Thursday, January 31, 2013

Science fiction versus science fact.

Not all science fiction becomes science fact, but all science stems from the same wellspring of imagination as science fiction.

Wednesday, January 30, 2013

Thoughts on Love and God

A good love story is like the idea of God: it inspires and sustains us; whether it's real or not is beside the point.

Monday, April 9, 2012

Kurt Vonnegut talks about the Bombing of Manila (sort of)

Earlier today (which, ironically enough, is the 70th anniversary of the Fall of Bataan), I came across this video of the Slaughterhouse-Five author talking about Allied carpet-bombing operations, which he wryly described as being like "giants walking" overhead.


 He was talking about Dresden, but it could well have been Manila.
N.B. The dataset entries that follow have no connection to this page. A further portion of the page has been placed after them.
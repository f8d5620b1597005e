//! Logging facilities for Tether.
//!
//! Tether uses the `tracing` crate for instrumentation and never installs a
//! subscriber itself. To see logs, install one in your application:
//!
//! ```ignore
//! fn main() {
//!     tracing_subscriber::fmt()
//!         .with_env_filter("tether_net=debug,tether_core=info")
//!         .init();
//! }
//! ```

/// Target names for log filtering.
///
/// Use these with `tracing` directives to filter logs by subsystem.
pub mod targets {
    /// Core crate target.
    pub const CORE: &str = "tether_core";
    /// Event bus dispatch target.
    pub const BUS: &str = "tether_core::bus";
    /// Networking crate target.
    pub const NET: &str = "tether_net";
    /// Connection lifecycle target.
    pub const CONNECTION: &str = "tether_net::connection";
    /// WebSocket transport target.
    pub const WEBSOCKET: &str = "tether_net::websocket";
}

/// Extract a printable message from a panic payload.
///
/// Panics raised with `panic!("literal")` carry a `&'static str`, formatted
/// panics carry a `String`; anything else is reported generically.
pub fn panic_message(payload: &(dyn std::any::Any + Send)) -> String {
    if let Some(message) = payload.downcast_ref::<&'static str>() {
        (*message).to_owned()
    } else if let Some(message) = payload.downcast_ref::<String>() {
        message.clone()
    } else {
        "non-string panic payload".to_owned()
    }
}
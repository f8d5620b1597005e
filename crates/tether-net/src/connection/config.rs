//! Connection configuration.

use std::collections::HashMap;
use std::time::Duration;

use serde::{Deserialize, Serialize};
use serde_json::{Map, Value};

use crate::error::ConfigurationError;

/// Options passed through verbatim to the transport on every open.
#[derive(Clone, Debug, Default, PartialEq, Serialize, Deserialize)]
pub struct TransportOptions {
    /// Custom headers to send during the handshake.
    #[serde(default)]
    pub headers: HashMap<String, String>,
    /// Subprotocols to offer, in order of preference.
    #[serde(default)]
    pub protocols: Vec<String>,
    /// Any other transport-specific settings.
    #[serde(default, flatten)]
    pub extra: Map<String, Value>,
}

/// Configuration for a [`ConnectionManager`](super::ConnectionManager).
///
/// Build with the chained setters or deserialize from TOML/JSON; every field
/// except the address has a default.
///
/// # Example
///
/// ```
/// use std::time::Duration;
/// use tether_net::ConnectionOptions;
///
/// let options = ConnectionOptions::new("wss://example.com/socket")
///     .reconnect_interval(Duration::from_secs(2))
///     .max_reconnect_attempts(10)
///     .header("Authorization", "Bearer token");
///
/// assert_eq!(options.max_reconnect_attempts, Some(10));
/// ```
#[derive(Clone, Debug, PartialEq, Serialize, Deserialize)]
pub struct ConnectionOptions {
    /// The endpoint to connect to. May be supplied later to `connect`.
    #[serde(default)]
    pub address: Option<String>,

    /// Connect as soon as the manager is constructed, if an address is set.
    #[serde(default = "default_auto_connect")]
    pub auto_connect: bool,

    /// Whether abnormal closes are retried.
    #[serde(default = "default_reconnect_enabled")]
    pub reconnect_enabled: bool,

    /// Fixed delay before each reconnection attempt, in milliseconds.
    #[serde(default = "default_reconnect_interval_ms")]
    pub reconnect_interval_ms: u64,

    /// Reconnection attempts since the last `connect` after which retrying stops.
    /// `None` retries forever.
    #[serde(default)]
    pub max_reconnect_attempts: Option<u32>,

    /// Upper bound on writing one payload, in milliseconds.
    #[serde(default = "default_send_timeout_ms")]
    pub send_timeout_ms: u64,

    /// Passthrough options for the transport.
    #[serde(default)]
    pub transport: TransportOptions,
}

fn default_auto_connect() -> bool {
    true
}

fn default_reconnect_enabled() -> bool {
    true
}

fn default_reconnect_interval_ms() -> u64 {
    5_000
}

fn default_send_timeout_ms() -> u64 {
    30_000
}

impl Default for ConnectionOptions {
    fn default() -> Self {
        Self {
            address: None,
            auto_connect: default_auto_connect(),
            reconnect_enabled: default_reconnect_enabled(),
            reconnect_interval_ms: default_reconnect_interval_ms(),
            max_reconnect_attempts: None,
            send_timeout_ms: default_send_timeout_ms(),
            transport: TransportOptions::default(),
        }
    }
}

impl ConnectionOptions {
    /// Options targeting the given address.
    pub fn new(address: impl Into<String>) -> Self {
        Self {
            address: Some(address.into()),
            ..Self::default()
        }
    }

    /// Parse options from a TOML document.
    ///
    /// Transport settings live in a `[transport]` table; unknown keys there
    /// are kept in [`TransportOptions::extra`].
    pub fn from_toml_str(source: &str) -> Result<Self, ConfigurationError> {
        let options: Self =
            toml::from_str(source).map_err(|e| ConfigurationError::Parse(e.to_string()))?;
        options.validate()?;
        Ok(options)
    }

    /// Check the options for values no connection can work with.
    pub fn validate(&self) -> Result<(), ConfigurationError> {
        if self.address.as_deref().is_some_and(|a| a.trim().is_empty()) {
            return Err(ConfigurationError::invalid_option(
                "address",
                "must not be empty; leave it unset to supply it to connect() later",
            ));
        }
        if self.send_timeout_ms == 0 {
            return Err(ConfigurationError::invalid_option(
                "send_timeout_ms",
                "must be greater than zero",
            ));
        }
        Ok(())
    }

    /// Set the address.
    pub fn address(mut self, address: impl Into<String>) -> Self {
        self.address = Some(address.into());
        self
    }

    /// Set whether to connect on construction.
    pub fn auto_connect(mut self, enabled: bool) -> Self {
        self.auto_connect = enabled;
        self
    }

    /// Set whether abnormal closes are retried.
    pub fn reconnect_enabled(mut self, enabled: bool) -> Self {
        self.reconnect_enabled = enabled;
        self
    }

    /// Set the delay before each reconnection attempt.
    pub fn reconnect_interval(mut self, interval: Duration) -> Self {
        self.reconnect_interval_ms = u64::try_from(interval.as_millis()).unwrap_or(u64::MAX);
        self
    }

    /// Cap the number of consecutive reconnection attempts.
    pub fn max_reconnect_attempts(mut self, attempts: u32) -> Self {
        self.max_reconnect_attempts = Some(attempts);
        self
    }

    /// Retry forever.
    pub fn unlimited_reconnect_attempts(mut self) -> Self {
        self.max_reconnect_attempts = None;
        self
    }

    /// Set the send timeout.
    pub fn send_timeout(mut self, timeout: Duration) -> Self {
        self.send_timeout_ms = u64::try_from(timeout.as_millis()).unwrap_or(u64::MAX);
        self
    }

    /// Add a handshake header.
    pub fn header(mut self, name: impl Into<String>, value: impl Into<String>) -> Self {
        self.transport.headers.insert(name.into(), value.into());
        self
    }

    /// Offer a subprotocol.
    pub fn protocol(mut self, protocol: impl Into<String>) -> Self {
        self.transport.protocols.push(protocol.into());
        self
    }

    /// Set a transport-specific option.
    pub fn transport_option(mut self, key: impl Into<String>, value: impl Into<Value>) -> Self {
        self.transport.extra.insert(key.into(), value.into());
        self
    }

    /// The reconnect delay as a Duration.
    pub fn reconnect_interval_duration(&self) -> Duration {
        Duration::from_millis(self.reconnect_interval_ms)
    }

    /// The send timeout as a Duration.
    pub fn send_timeout_duration(&self) -> Duration {
        Duration::from_millis(self.send_timeout_ms)
    }

    /// Whether another automatic attempt is allowed after `attempt` ones since `connect`.
    pub fn should_reconnect(&self, attempt: u32) -> bool {
        self.reconnect_enabled && self.max_reconnect_attempts.is_none_or(|max| attempt < max)
    }
}
//! WebSocket transport for the connection manager.
//!
//! Supports `ws://` and `wss://` (rustls with the platform's native roots),
//! custom handshake headers and subprotocol negotiation.
//!
//! # Example
//!
//! ```ignore
//! use tether_net::{ConnectionManager, ConnectionOptions, WebSocketTransport};
//!
//! let options = ConnectionOptions::new("wss://example.com/socket")
//!     .header("Authorization", "Bearer token")
//!     .protocol("chat.v1");
//!
//! let manager = ConnectionManager::new(WebSocketTransport::new(), options)?;
//! ```

mod transport;

pub use transport::{WebSocketHandle, WebSocketTransport};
 Similar carpet-bombing tactics were used in the "Liberation" of the Philippine capital in 1945, with disastrous consequences on the city's civilian population --to say nothing of the centuries-old architecture and historical heritage of the city.
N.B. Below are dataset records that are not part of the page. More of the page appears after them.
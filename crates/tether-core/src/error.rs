//! Error types for the event bus.

/// Errors raised while dispatching events.
#[derive(Debug, Clone, PartialEq, Eq, thiserror::Error)]
pub enum BusError {
    /// A listener panicked while handling an event.
    #[error("listener for '{event}' panicked: {message}")]
    ListenerPanicked {
        /// The canonical name of the event being dispatched.
        event: String,
        /// The panic payload, when it was a string.
        message: String,
    },
}

impl BusError {
    /// Create a listener panic error.
    pub fn listener_panicked(event: impl Into<String>, message: impl Into<String>) -> Self {
        Self::ListenerPanicked {
            event: event.into(),
            message: message.into(),
        }
    }
}

/// A specialized Result type for event bus operations.
pub type Result<T> = std::result::Result<T, BusError>;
 In fact, according to Time magazine, Dresden and Manila were the two most bombed-out cities in World War II --far more so than Hiroshima and Nagasaki.
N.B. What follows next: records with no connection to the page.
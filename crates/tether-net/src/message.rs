//! Wire-level types: close codes, close events and the event envelope.

use serde::{Deserialize, Serialize};
use serde_json::Value;

use crate::error::TransportError;

/// Close status codes as defined in RFC 6455.
///
/// Only [`CloseCode::Normal`] (1000) has a special meaning to the connection
/// manager: it marks a session that ended on purpose and is not retried.
#[derive(Clone, Copy, Debug, Default, PartialEq, Eq, Hash, Serialize, Deserialize)]
#[serde(from = "u16", into = "u16")]
pub enum CloseCode {
    /// 1000: the session completed.
    #[default]
    Normal,
    /// 1001: endpoint is going away.
    Away,
    /// 1002: protocol error.
    Protocol,
    /// 1003: unacceptable data type.
    Unsupported,
    /// 1005: no status code was present in the close frame.
    NoStatus,
    /// 1006: the connection dropped without a close frame.
    Abnormal,
    /// 1007: payload inconsistent with the message type.
    Invalid,
    /// 1008: policy violation.
    Policy,
    /// 1009: message too big.
    TooBig,
    /// 1010: extension negotiation failed.
    Extension,
    /// 1011: unexpected server condition.
    Error,
    /// 1012: server restarting.
    Restart,
    /// 1013: try again later.
    Again,
    /// Any other code, including application codes 4000-4999.
    Other(u16),
}

impl CloseCode {
    /// The numeric close code.
    pub fn as_u16(self) -> u16 {
        match self {
            Self::Normal => 1000,
            Self::Away => 1001,
            Self::Protocol => 1002,
            Self::Unsupported => 1003,
            Self::NoStatus => 1005,
            Self::Abnormal => 1006,
            Self::Invalid => 1007,
            Self::Policy => 1008,
            Self::TooBig => 1009,
            Self::Extension => 1010,
            Self::Error => 1011,
            Self::Restart => 1012,
            Self::Again => 1013,
            Self::Other(code) => code,
        }
    }

    /// Map a numeric close code.
    pub fn from_u16(code: u16) -> Self {
        match code {
            1000 => Self::Normal,
            1001 => Self::Away,
            1002 => Self::Protocol,
            1003 => Self::Unsupported,
            1005 => Self::NoStatus,
            1006 => Self::Abnormal,
            1007 => Self::Invalid,
            1008 => Self::Policy,
            1009 => Self::TooBig,
            1010 => Self::Extension,
            1011 => Self::Error,
            1012 => Self::Restart,
            1013 => Self::Again,
            code => Self::Other(code),
        }
    }

    /// Returns `true` for the normal-closure code (1000).
    pub fn is_normal(self) -> bool {
        matches!(self, Self::Normal)
    }
}

impl From<u16> for CloseCode {
    fn from(code: u16) -> Self {
        Self::from_u16(code)
    }
}

impl From<CloseCode> for u16 {
    fn from(code: CloseCode) -> Self {
        code.as_u16()
    }
}

impl std::fmt::Display for CloseCode {
    fn fmt(&self, f: &mut std::fmt::Formatter<'_>) -> std::fmt::Result {
        write!(f, "{}", self.as_u16())
    }
}

/// A transport-level close notification.
#[derive(Clone, Debug, PartialEq, Eq, Serialize, Deserialize)]
pub struct CloseEvent {
    /// The close status code.
    pub code: CloseCode,
    /// The human-readable reason, empty if none was given.
    pub reason: String,
    /// Whether the closing handshake completed.
    pub was_clean: bool,
}

impl CloseEvent {
    /// Create a close event.
    pub fn new(code: impl Into<CloseCode>, reason: impl Into<String>, was_clean: bool) -> Self {
        Self {
            code: code.into(),
            reason: reason.into(),
            was_clean,
        }
    }

    /// A connection that dropped without a closing handshake (1006).
    pub fn abnormal() -> Self {
        Self::new(CloseCode::Abnormal, "", false)
    }

    /// The arguments passed to `close` listeners: `[code, reason, was_clean]`.
    pub fn to_args(&self) -> [Value; 3] {
        [
            Value::from(self.code.as_u16()),
            Value::String(self.reason.clone()),
            Value::Bool(self.was_clean),
        ]
    }
}

/// The `{event, data}` wrapper carrying application-level events.
#[derive(Clone, Debug, PartialEq, Serialize, Deserialize)]
pub struct Envelope {
    /// The event name.
    pub event: String,
    /// The event arguments.
    #[serde(default)]
    pub data: Vec<Value>,
}

impl Envelope {
    /// Create an envelope.
    pub fn new(event: impl Into<String>, data: Vec<Value>) -> Self {
        Self {
            event: event.into(),
            data,
        }
    }

    /// Serialize to JSON text.
    pub fn encode(&self) -> serde_json::Result<String> {
        serde_json::to_string(self)
    }

    /// Parse JSON text received from the peer.
    pub fn decode(text: &str) -> std::result::Result<Self, TransportError> {
        serde_json::from_str(text).map_err(|e| TransportError::Decode(e.to_string()))
    }
}

#[cfg(test)]
mod tests {
    use super::*;
    use serde_json::json;

    #[test]
    fn test_close_code_conversion() {
        assert_eq!(CloseCode::Normal.as_u16(), 1000);
        assert_eq!(CloseCode::Abnormal.as_u16(), 1006);
        assert_eq!(CloseCode::from_u16(1001), CloseCode::Away);
        assert_eq!(CloseCode::from_u16(4001), CloseCode::Other(4001));
        assert_eq!(CloseCode::from(1000_u16), CloseCode::Normal);
        assert!(CloseCode::Normal.is_normal());
        assert!(!CloseCode::Other(4000).is_normal());
    }

    #[test]
    fn test_close_event_args() {
        let close = CloseEvent::new(CloseCode::Normal, "Closed by client", true);
        assert_eq!(
            close.to_args(),
            [json!(1000), json!("Closed by client"), json!(true)]
        );
        assert_eq!(CloseEvent::abnormal().code, CloseCode::Abnormal);
    }

    #[test]
    fn test_envelope_wire_format() {
        let envelope = Envelope::new("chat", vec![json!("hi"), json!({"to": "all"})]);
        let text = envelope.encode().unwrap();
        assert_eq!(text, r#"{"event":"chat","data":["hi",{"to":"all"}]}"#);
    }

    #[test]
    fn test_envelope_decode() {
        let envelope = Envelope::decode(r#"{"event":"tick"}"#).unwrap();
        assert_eq!(envelope.event, "tick");
        assert!(envelope.data.is_empty());

        let err = Envelope::decode("not json").unwrap_err();
        assert_eq!(err.kind(), "decode");
    }
}
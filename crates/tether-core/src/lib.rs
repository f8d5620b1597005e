//! Core systems for Tether.
//!
//! This crate provides the in-process publish/subscribe layer that the
//! connection manager in `tether-net` is built on:
//!
//! - **Event Bus**: Named events dispatched to listeners in registration order
//! - **Listener Handles**: Clonable callbacks compared by identity
//! - **Alias Tables**: Alternate event names resolved to one canonical channel
//! - **Fault Isolation**: A panicking listener never aborts a dispatch
//!
//! # Example
//!
//! ```
//! use tether_core::{AliasTable, EventBus};
//! use serde_json::json;
//!
//! let bus = EventBus::with_aliases(AliasTable::new().alias("connect", "open"));
//!
//! // Registering under an alias subscribes to the canonical channel
//! let listener = bus.on("connect", |args| {
//!     println!("opened: {:?}", args);
//! });
//!
//! bus.dispatch("open", &[json!("wss://example.com")]);
//!
//! // Remove by identity when done
//! bus.unregister("connect", &listener);
//! ```

pub mod bus;
mod error;
pub mod logging;

pub use bus::{AliasTable, EventBus, LISTENER_FAULT_EVENT, Listener};
pub use error::{BusError, Result};

// Listener arguments are dynamically typed JSON values
pub use serde_json::Value;
//! Names of the events a connection manager emits locally.
//!
//! | Event          | Aliases                       | Arguments                   |
//! |----------------|-------------------------------|-----------------------------|
//! | `connecting`   |                               | none                        |
//! | `open`         | `connect`, `connected`        | address                     |
//! | `close`        | `disconnect`, `disconnected`  | code, reason, was_clean     |
//! | `error`        |                               | `{kind, message}`           |
//! | `reconnecting` |                               | attempt number              |
//!
//! Aliases are resolved when registering and when dispatching, so a
//! listener fires once per event whichever of its names it was registered
//! under.

use tether_core::{AliasTable, LISTENER_FAULT_EVENT};

/// Emitted right before a transport handle is opened by `connect`.
pub const CONNECTING: &str = "connecting";
/// Emitted when the transport reports the connection open.
pub const OPEN: &str = "open";
/// Alias of [`OPEN`].
pub const CONNECT: &str = "connect";
/// Alias of [`OPEN`].
pub const CONNECTED: &str = "connected";
/// Emitted when the transport reports the connection closed.
pub const CLOSE: &str = "close";
/// Alias of [`CLOSE`].
pub const DISCONNECT: &str = "disconnect";
/// Alias of [`CLOSE`].
pub const DISCONNECTED: &str = "disconnected";
/// Emitted for transport failures and failed automatic reconnects.
pub const ERROR: &str = "error";
/// Emitted before each reconnection attempt.
pub const RECONNECTING: &str = "reconnecting";
/// Remote event sent by `join_room`.
pub const JOIN: &str = "join";

/// The alias table every connection manager's bus is built with.
pub fn lifecycle_aliases() -> AliasTable {
    AliasTable::new()
        .alias(CONNECT, OPEN)
        .alias(CONNECTED, OPEN)
        .alias(DISCONNECT, CLOSE)
        .alias(DISCONNECTED, CLOSE)
}

/// Whether a canonical event name is reserved for local lifecycle events.
///
/// Incoming envelopes naming a reserved event are not dispatched.
pub fn is_reserved(canonical: &str) -> bool {
    matches!(canonical, CONNECTING | OPEN | CLOSE | ERROR | RECONNECTING)
        || canonical == LISTENER_FAULT_EVENT
}

#[cfg(test)]
mod tests {
    use super::*;

    #[test]
    fn test_lifecycle_aliases() {
        let aliases = lifecycle_aliases();
        assert_eq!(aliases.resolve(CONNECT), OPEN);
        assert_eq!(aliases.resolve(CONNECTED), OPEN);
        assert_eq!(aliases.resolve(DISCONNECT), CLOSE);
        assert_eq!(aliases.resolve(DISCONNECTED), CLOSE);
        assert_eq!(aliases.resolve(ERROR), ERROR);
    }

    #[test]
    fn test_reserved_names() {
        assert!(is_reserved(OPEN));
        assert!(is_reserved(LISTENER_FAULT_EVENT));
        assert!(!is_reserved("chat"));
        assert!(!is_reserved(JOIN));
    }
}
 Vonnegut's remembrances of Dresden echo quite closely those of Filipinos who survived the Japanese Occupation: the rumbling of the giants' passing would haunt them for the rest of their lives.

Friday, April 6, 2012

Why Pinoy Sci Fi?

There's a very real need for Pinoy Science Fiction, to tell us where we're headed and to dream where we might go. Science Fiction was born out of the need to understand the effects of new technologies and new scientific discoveries on society. It's no coincidence that the earliest writers in the genre --Shelley, Verne, Wells, and others-- wrote during periods of great scientific advancement and rapid social change. The Philippines, as a third-world country, is somewhat at a disadvantage because it does not have a major say in the development of new technologies; we are simply left to receive them and make sense of them howsoever we may. We may not own the means of production, but we should at least be able to imagine what's possible. And then, just maybe, we can reach for the impossible.